Supplied material: Begin
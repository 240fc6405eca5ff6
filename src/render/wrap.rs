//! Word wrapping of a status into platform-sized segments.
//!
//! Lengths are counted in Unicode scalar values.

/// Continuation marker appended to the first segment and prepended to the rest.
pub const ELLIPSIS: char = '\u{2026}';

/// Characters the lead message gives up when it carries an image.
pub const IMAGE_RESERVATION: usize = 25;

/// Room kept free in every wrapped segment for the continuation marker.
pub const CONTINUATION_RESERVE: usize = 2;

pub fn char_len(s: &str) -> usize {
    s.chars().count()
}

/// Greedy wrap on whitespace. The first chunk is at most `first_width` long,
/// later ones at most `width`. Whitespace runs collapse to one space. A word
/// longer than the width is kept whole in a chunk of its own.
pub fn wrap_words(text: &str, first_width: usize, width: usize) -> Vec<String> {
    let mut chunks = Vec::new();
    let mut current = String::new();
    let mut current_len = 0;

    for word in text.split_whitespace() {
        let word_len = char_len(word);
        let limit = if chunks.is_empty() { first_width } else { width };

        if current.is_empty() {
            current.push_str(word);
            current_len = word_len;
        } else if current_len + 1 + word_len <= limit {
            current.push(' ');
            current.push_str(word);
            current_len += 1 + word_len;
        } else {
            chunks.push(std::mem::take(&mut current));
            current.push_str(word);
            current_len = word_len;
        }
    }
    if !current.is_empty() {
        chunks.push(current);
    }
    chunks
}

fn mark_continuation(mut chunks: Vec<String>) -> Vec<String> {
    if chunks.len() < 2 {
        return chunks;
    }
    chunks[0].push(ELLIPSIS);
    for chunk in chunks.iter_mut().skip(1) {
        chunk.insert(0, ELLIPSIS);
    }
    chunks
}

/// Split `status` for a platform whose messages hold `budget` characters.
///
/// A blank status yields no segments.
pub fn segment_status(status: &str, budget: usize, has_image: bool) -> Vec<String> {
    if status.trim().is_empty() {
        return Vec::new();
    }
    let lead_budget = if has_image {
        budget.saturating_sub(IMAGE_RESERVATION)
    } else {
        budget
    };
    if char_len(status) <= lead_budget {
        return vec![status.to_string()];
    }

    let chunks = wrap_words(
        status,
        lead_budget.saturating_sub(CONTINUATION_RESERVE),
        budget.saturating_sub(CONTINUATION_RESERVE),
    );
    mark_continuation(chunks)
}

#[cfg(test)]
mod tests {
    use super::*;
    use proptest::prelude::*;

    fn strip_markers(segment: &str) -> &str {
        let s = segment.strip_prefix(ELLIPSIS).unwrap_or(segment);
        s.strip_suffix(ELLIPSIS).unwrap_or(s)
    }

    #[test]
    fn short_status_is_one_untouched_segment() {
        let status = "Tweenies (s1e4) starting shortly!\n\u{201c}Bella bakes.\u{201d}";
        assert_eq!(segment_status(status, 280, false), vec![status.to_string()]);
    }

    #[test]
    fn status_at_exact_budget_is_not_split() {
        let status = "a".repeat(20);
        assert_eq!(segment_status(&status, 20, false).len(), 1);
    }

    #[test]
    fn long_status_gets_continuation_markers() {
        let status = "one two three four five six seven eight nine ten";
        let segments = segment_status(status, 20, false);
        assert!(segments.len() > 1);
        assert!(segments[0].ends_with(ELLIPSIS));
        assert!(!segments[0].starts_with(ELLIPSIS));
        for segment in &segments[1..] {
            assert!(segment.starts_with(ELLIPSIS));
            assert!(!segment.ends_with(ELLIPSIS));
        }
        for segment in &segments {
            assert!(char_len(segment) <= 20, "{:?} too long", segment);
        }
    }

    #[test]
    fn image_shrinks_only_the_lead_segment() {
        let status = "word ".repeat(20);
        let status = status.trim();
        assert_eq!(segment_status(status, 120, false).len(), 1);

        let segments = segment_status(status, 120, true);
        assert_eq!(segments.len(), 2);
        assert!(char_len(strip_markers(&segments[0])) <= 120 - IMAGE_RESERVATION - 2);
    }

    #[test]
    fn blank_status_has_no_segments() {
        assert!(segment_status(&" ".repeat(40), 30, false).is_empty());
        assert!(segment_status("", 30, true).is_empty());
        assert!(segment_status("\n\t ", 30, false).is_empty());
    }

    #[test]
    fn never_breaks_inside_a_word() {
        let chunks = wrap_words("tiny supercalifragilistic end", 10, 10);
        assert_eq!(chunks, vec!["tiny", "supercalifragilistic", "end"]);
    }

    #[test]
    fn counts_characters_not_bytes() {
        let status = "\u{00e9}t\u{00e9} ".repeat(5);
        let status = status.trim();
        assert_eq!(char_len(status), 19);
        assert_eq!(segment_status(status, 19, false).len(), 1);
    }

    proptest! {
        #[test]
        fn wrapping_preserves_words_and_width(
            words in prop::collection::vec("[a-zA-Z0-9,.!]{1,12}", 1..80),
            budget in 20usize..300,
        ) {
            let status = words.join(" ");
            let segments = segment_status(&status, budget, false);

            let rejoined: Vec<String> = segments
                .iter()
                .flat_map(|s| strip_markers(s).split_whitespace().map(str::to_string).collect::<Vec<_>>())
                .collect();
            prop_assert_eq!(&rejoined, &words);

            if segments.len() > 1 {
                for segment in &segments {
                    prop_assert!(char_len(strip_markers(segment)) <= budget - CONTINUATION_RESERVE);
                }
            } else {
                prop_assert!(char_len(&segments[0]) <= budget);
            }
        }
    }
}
Supplied material: End
Supplied material: Begin
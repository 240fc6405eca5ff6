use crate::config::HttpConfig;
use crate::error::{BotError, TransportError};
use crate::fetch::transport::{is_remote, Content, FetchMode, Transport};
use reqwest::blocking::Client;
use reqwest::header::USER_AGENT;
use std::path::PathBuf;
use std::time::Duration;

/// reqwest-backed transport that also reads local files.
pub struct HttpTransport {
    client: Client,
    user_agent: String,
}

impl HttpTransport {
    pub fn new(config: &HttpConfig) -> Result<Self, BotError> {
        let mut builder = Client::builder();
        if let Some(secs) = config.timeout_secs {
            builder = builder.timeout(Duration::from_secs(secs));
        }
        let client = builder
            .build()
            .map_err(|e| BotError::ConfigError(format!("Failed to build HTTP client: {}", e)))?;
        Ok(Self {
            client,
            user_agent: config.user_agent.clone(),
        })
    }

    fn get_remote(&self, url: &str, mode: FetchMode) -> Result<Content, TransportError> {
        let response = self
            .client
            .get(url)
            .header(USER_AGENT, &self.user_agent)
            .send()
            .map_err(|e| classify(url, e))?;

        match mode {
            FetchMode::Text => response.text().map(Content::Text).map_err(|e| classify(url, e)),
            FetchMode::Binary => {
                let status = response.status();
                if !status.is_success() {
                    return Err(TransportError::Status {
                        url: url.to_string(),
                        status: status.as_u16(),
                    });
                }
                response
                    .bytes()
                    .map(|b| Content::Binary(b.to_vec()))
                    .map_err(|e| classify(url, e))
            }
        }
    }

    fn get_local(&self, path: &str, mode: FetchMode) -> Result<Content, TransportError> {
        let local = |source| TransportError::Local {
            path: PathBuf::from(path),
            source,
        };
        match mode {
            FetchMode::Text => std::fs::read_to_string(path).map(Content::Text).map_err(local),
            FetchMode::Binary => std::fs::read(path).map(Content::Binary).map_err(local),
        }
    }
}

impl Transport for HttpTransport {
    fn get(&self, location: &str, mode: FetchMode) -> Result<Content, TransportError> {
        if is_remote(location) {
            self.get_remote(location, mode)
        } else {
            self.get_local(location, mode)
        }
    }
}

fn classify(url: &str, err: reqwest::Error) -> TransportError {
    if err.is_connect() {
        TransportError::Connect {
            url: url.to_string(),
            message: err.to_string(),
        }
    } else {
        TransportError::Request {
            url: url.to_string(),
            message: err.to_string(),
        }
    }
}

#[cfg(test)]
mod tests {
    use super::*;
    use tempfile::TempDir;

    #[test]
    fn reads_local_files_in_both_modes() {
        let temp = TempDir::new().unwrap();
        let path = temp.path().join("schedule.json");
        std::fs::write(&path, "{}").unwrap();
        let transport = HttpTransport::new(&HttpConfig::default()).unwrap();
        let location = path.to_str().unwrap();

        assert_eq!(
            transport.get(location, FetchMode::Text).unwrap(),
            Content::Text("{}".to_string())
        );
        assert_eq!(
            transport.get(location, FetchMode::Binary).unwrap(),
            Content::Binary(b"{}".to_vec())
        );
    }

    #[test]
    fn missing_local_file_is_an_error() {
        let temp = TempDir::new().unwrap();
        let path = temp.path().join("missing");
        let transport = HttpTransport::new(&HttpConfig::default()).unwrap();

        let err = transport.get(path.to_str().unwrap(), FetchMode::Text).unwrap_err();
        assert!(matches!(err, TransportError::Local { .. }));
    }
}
Supplied material: End
◆ Exercise
Of all the entries above, output exactly the lines between the one holding "s.chars().count()" and the one holding "of its own.", inclusive.

◆ Written solution
    s.chars().count()
}

/// Greedy wrap on whitespace. The first chunk is at most `first_width` long,
/// later ones at most `width`. Whitespace runs collapse to one space. A word
/// longer than the width is kept whole in a chunk of its own.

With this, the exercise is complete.